You can see this in talk radio, where rightwing programming thrives. You see it on the internet, which has been an incredibly powerful tool for the Left, but not effectively used by the Right. Just look at the types of comments and postings you see on various sites, where commenters on rightwing sites tend to say, “BUMP!” or “Ditto” alot as they agree with what whatever pronouncement came down from above, while the leftwing sites tend to be more diary driven, and comment sections tend to have much more creative (and wittier) comments.
Let them have radio, as long as we can keep the nets free and unconstrained.
Mike Kole says
Doug- Responding to the conspiratorially inspired item, I find it all perplexing. We’re pretty well agreed that ownership of media is consolidating, and yet some formats tend to be right (talk radio) and others owned by the same folks are left (TV broadcast news departments), and others still are all over the map (newspapers especially). Government corporate media is decidedly leftward- PBS & NPR.
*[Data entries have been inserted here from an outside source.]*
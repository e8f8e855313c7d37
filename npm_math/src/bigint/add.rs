//! Magnitude addition/subtraction with carry propagation, and the signed wrappers over them

use super::{BigInt, Digit, Word, DIGIT_BIT, DIGIT_MASK};
use crate::misc::MathError;
use std::cmp::Ordering;

impl BigInt {
    /// `|self| = |self| + |rhs|`. The sign is left untouched
    pub(crate) fn add_mag_assign(&mut self, rhs: &BigInt) -> Result<(), MathError> {
        let max = self.used.max(rhs.used);
        self.grow(max + 1)?;

        let mut carry: Word = 0;
        for idx in 0..max {
            // digits above `used` are always zero
            let addend = rhs.digits.get(idx).copied().unwrap_or(0);
            let sum = self.digits[idx] as Word + addend as Word + carry;
            self.digits[idx] = (sum & DIGIT_MASK) as Digit;
            carry = sum >> DIGIT_BIT;
        }

        self.digits[max] = carry as Digit;
        self.used = max + 1;
        self.normalize();
        Ok(())
    }

    /// `|self| = |self| - |rhs|`, requires `|self| >= |rhs|`. The sign is left untouched
    pub(crate) fn sub_mag_assign(&mut self, rhs: &BigInt) {
        debug_assert_ne!(self.cmp_mag(rhs), Ordering::Less);

        let mut borrow = false;
        for idx in 0..self.used {
            if idx >= rhs.used && !borrow {
                break;
            }

            let subtrahend = if idx < rhs.used { rhs.digits[idx] } else { 0 };
            let (diff, under_a) = self.digits[idx].overflowing_sub(subtrahend);
            let (diff, under_b) = diff.overflowing_sub(Digit::from(borrow));
            self.digits[idx] = diff;
            borrow = under_a || under_b;
        }

        self.normalize();
    }

    /// `|self| = |rhs| - |self|`, requires `|rhs| > |self|`. The sign is left untouched
    pub(crate) fn rsub_mag_assign(&mut self, rhs: &BigInt) -> Result<(), MathError> {
        debug_assert_eq!(self.cmp_mag(rhs), Ordering::Less);
        self.grow(rhs.used)?;

        let mut borrow = false;
        for idx in 0..rhs.used {
            let (diff, under_a) = rhs.digits[idx].overflowing_sub(self.digits[idx]);
            let (diff, under_b) = diff.overflowing_sub(Digit::from(borrow));
            self.digits[idx] = diff;
            borrow = under_a || under_b;
        }

        self.used = rhs.used;
        self.normalize();
        Ok(())
    }

    /// In-place signed `self += rhs`
    pub fn add_assign(&mut self, rhs: &BigInt) -> Result<(), MathError> {
        if self.sign == rhs.sign {
            return self.add_mag_assign(rhs);
        }

        // differing signs: the larger magnitude decides the sign
        if self.cmp_mag(rhs) == Ordering::Less {
            self.rsub_mag_assign(rhs)?;
            self.sign = rhs.sign;
        } else {
            self.sub_mag_assign(rhs);
        }

        Ok(())
    }

    /// In-place signed `self -= rhs`
    pub fn sub_assign(&mut self, rhs: &BigInt) -> Result<(), MathError> {
        if self.sign != rhs.sign {
            return self.add_mag_assign(rhs);
        }

        if self.cmp_mag(rhs) == Ordering::Less {
            self.rsub_mag_assign(rhs)?;
            self.sign = self.sign.flip();
        } else {
            self.sub_mag_assign(rhs);
        }

        Ok(())
    }

    /// Returns `self + rhs`
    pub fn add(&self, rhs: &BigInt) -> Result<BigInt, MathError> {
        let mut out = self.try_clone()?;
        out.add_assign(rhs)?;
        Ok(out)
    }

    /// Returns `self - rhs`
    pub fn sub(&self, rhs: &BigInt) -> Result<BigInt, MathError> {
        let mut out = self.try_clone()?;
        out.sub_assign(rhs)?;
        Ok(out)
    }

    /// Returns `self + digit`
    pub fn add_digit(&self, digit: Digit) -> Result<BigInt, MathError> {
        self.add(&BigInt::from_digit(digit)?)
    }

    /// Returns `self - digit`
    pub fn sub_digit(&self, digit: Digit) -> Result<BigInt, MathError> {
        self.sub(&BigInt::from_digit(digit)?)
    }
}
At the base of it, I figure if a private entity is paying to put up the content, it should have the right to free self-expression. If we’re all paying, it’s a different story. I think a Fairness Doctrine has it’s place on NPR and PBS, which should sound far more neutral as BBC does.
About talk radio..My family listens to all the RW talk radio pundits all the time because they hear what they already believe so they know they’re right.
My 70+ parents listen to it because they say that is all that is on the radio. They also say that it helps them know what the enemy is saying and thinking! :-)
Rev. AJB says
I was at Holiday Wotld with my in-laws last week. My FIL turns to my SIL and starts laughing about a sound bite that either Rush or Hannity played of Obama the day before. I just walked away b/c I knew that if I opened my mouth it wouldn’t have been pretty-and it would not have changed their views one little bit!
It’s refreshing that after being wrong about so many things over the last several years, they can still have a good laugh about it all.
Rev. AJB says
Nah, they were just laughing at what a doofus Obama is.
But they won’t change and are convinced that they are right, so it is not even worth me wasting my breath on it!
BTW I wonder what they would think if they knw their youngest duaghter voted for Hillary because she…gasp…actually likes Hillary? At least their two graves are already in place, and the stone is in place, for when that heart attack hits;-)
If “doofus” were an Olympic sport, their guy Bush would be its Mark Spitz.